バス森林に草人以外の種族がいることはニルは知らないだろうし、そこは隠して草人たちと一緒に森で戦かったと話す。マナジルクイトと魔動鎧の存在も隠し、魔力循環で戦ったと誤魔化す。バス森林の草人も魔力循環を開発していたことは伝えておこう。魔力活性のみで魔物や従魔と戦ったというより説得力が増すだろうしね。魔力循環を開発したのも嘘じゃないし。
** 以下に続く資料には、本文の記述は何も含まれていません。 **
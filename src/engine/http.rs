use std::collections::{BTreeMap, HashMap};
use std::time::Duration;

use reqwest::{Client, Method};
use url::Url;

use super::session::Session;
use crate::error::{Error, Result};

/// Per-request timeout; a stalled third party must not hang the pipeline.
pub const REQUEST_TIMEOUT: Duration = Duration::from_secs(15);

/// Redirect hop bound for a single logical request.
pub const MAX_REDIRECTS: usize = 5;

/// Builds the shared HTTP client. Redirects are disabled and followed by
/// hand in [`send`]; reqwest's automatic redirects would swallow the
/// intermediate `Set-Cookie` headers the session jar needs.
pub fn build_client() -> Client {
    Client::builder()
        .timeout(REQUEST_TIMEOUT)
        .redirect(reqwest::redirect::Policy::none())
        .build()
        .expect("failed to create HTTP client")
}

pub enum Body<'a> {
    None,
    Form(&'a BTreeMap<String, String>),
    Json(&'a BTreeMap<String, String>),
}

pub struct OutboundRequest<'a> {
    pub method: &'a str,
    pub url: &'a str,
    pub headers: &'a HashMap<String, String>,
    /// Header name + scraped token, when the target wants the CSRF token
    /// carried on this request.
    pub csrf: Option<(&'a str, &'a str)>,
    pub body: Body<'a>,
}

/// Sends a request with the session's cookie jar attached, following
/// redirects up to [`MAX_REDIRECTS`] and absorbing every `Set-Cookie` along
/// the way. 301/302/303 degrade to GET without a body; 307/308 re-send.
/// Returns the terminal response, whatever its status.
pub async fn send(
    client: &Client,
    request: OutboundRequest<'_>,
    session: &mut Session,
) -> Result<reqwest::Response> {
    let mut method = parse_method(request.method)?;
    let mut url = Url::parse(request.url)
        .map_err(|e| Error::Network(format!("invalid URL '{}': {}", request.url, e)))?;
    let mut body_allowed = true;
    let mut hops = 0usize;

    loop {
        let mut builder = client.request(method.clone(), url.clone());
        for (name, value) in request.headers {
            builder = builder.header(name, value);
        }
        if let Some((name, value)) = request.csrf {
            builder = builder.header(name, value);
        }
        if let Some(cookie) = session.cookie_header() {
            builder = builder.header(reqwest::header::COOKIE, cookie);
        }
        if body_allowed {
            match &request.body {
                Body::None => {}
                Body::Form(map) => {
                    // A GET login carries its fields in the query string.
                    if method == Method::GET || method == Method::HEAD {
                        builder = builder.query(map);
                    } else {
                        builder = builder.form(map);
                    }
                }
                Body::Json(map) => {
                    builder = builder.json(map);
                }
            }
        }

        let response = builder.send().await.map_err(Error::from_transport)?;
        session.absorb_cookies(&response);

        let status = response.status();
        if !matches!(status.as_u16(), 301 | 302 | 303 | 307 | 308) || hops >= MAX_REDIRECTS {
            return Ok(response);
        }
        let location = match response
            .headers()
            .get(reqwest::header::LOCATION)
            .and_then(|v| v.to_str().ok())
        {
            Some(l) => l.to_string(),
            // A redirect status without a Location is terminal.
            None => return Ok(response),
        };

        url = url.join(&location).map_err(|e| {
            Error::Network(format!("invalid redirect location '{}': {}", location, e))
        })?;
        if matches!(status.as_u16(), 301 | 302 | 303) {
            method = Method::GET;
            body_allowed = false;
        }
        hops += 1;
        tracing::trace!(url = %url, status = status.as_u16(), hop = hops, "following redirect");
    }
}

fn parse_method(raw: &str) -> Result<Method> {
    Method::from_bytes(raw.trim().to_uppercase().as_bytes())
        .map_err(|_| Error::Mapping(format!("invalid HTTP method '{}' in integration config", raw)))
}

/// True when the configured static headers declare a JSON body.
pub fn wants_json(headers: &HashMap<String, String>) -> bool {
    headers
        .iter()
        .any(|(name, value)| {
            name.eq_ignore_ascii_case("content-type") && value.to_lowercase().contains("json")
        })
}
「魔力循環を彼らも開発していたのか。昔から魔王に備えていたのだな。最近開発されたこちらよりも進んだ技術だろうし、その力があれば魔物を追い払うことも可能と言われれば納得できる。それにしてもレオダークらしき魔物と従魔と呼ばれる魔物が出現か。従魔の性能を自らの目で確認するために動いていた、と」
「おそらくね。レオダークは情報を漏らすことはなかったんで、状況からの推測になる。ついでに昔から隠されていたものを暴くつもりだったのかもしれない」
「なぜ襲撃したのかは気になるけど、今は従魔について詳しく」
「知性はなかったけど、魔物と同じくらいの強さはあった。でも魔物の上位ほどじゃなかったね。あと森に現れたのは精鋭だったようだから、ほかの従魔はもう一段階か二段階弱いかも」
「並みの魔物と同じというだけでも脅威だが、魔力循環や魔力充填があればなんとかなりそうだというのは朗報だ」
「その二つが使えるならなんとかなりそうだけど、使えない冒険者だと危ないね」
「もっと魔力循環とかを広める必要があるか? いやでも慎重にやらないと犯罪者にも伝わって色々と大変なことになる」
もどかしいとニルは髪をかく。
魔物対策に広めたいけど、悪人の悪用を考えると慎重にやらざるを得ない。
人間を守るために必要なことだが、人間が邪魔をしてくるというジレンマ。
「いつまでも秘密にできないから、いっそのこと広める?」
「そうしたいけど、いい加減なことをすると絶対あとで困るし、父上も許してくれないだろう。地道にやっていくしかない」
ニルは小さく溜息を吐いた。
「ここまでの話から推測すると、魔力循環という力を持った者たちの調査がてら、従魔という新たな戦力をぶつけたという感じなのかな」
そんな感じだろうねと頷いておく。
レオダークが言うには調査らしいけど、本当のことを言っている保証もない。
「それ以外にもなにかあったと考えた方がいいと思う」
「推測だからな。ほかにもなにかあってもおかしくない」
ちゃんと疑っているみたいだし、わざわざ言わなくてよかったか。
「俺の話は終わりだよ。ここではなにかあった?」
「特にはなかったね。ミストーレの外でなにか起きたという話も聞かない」
「大会では引き続き警備をやった方がいいかな」
「お願いするよ」
結局祭りでなにか起きることはなく、ミストーレでは平和な時間が過ぎた。
しかし平和なミストーレとは違い、魔物たちはバス森林以外でも動きを見せていた。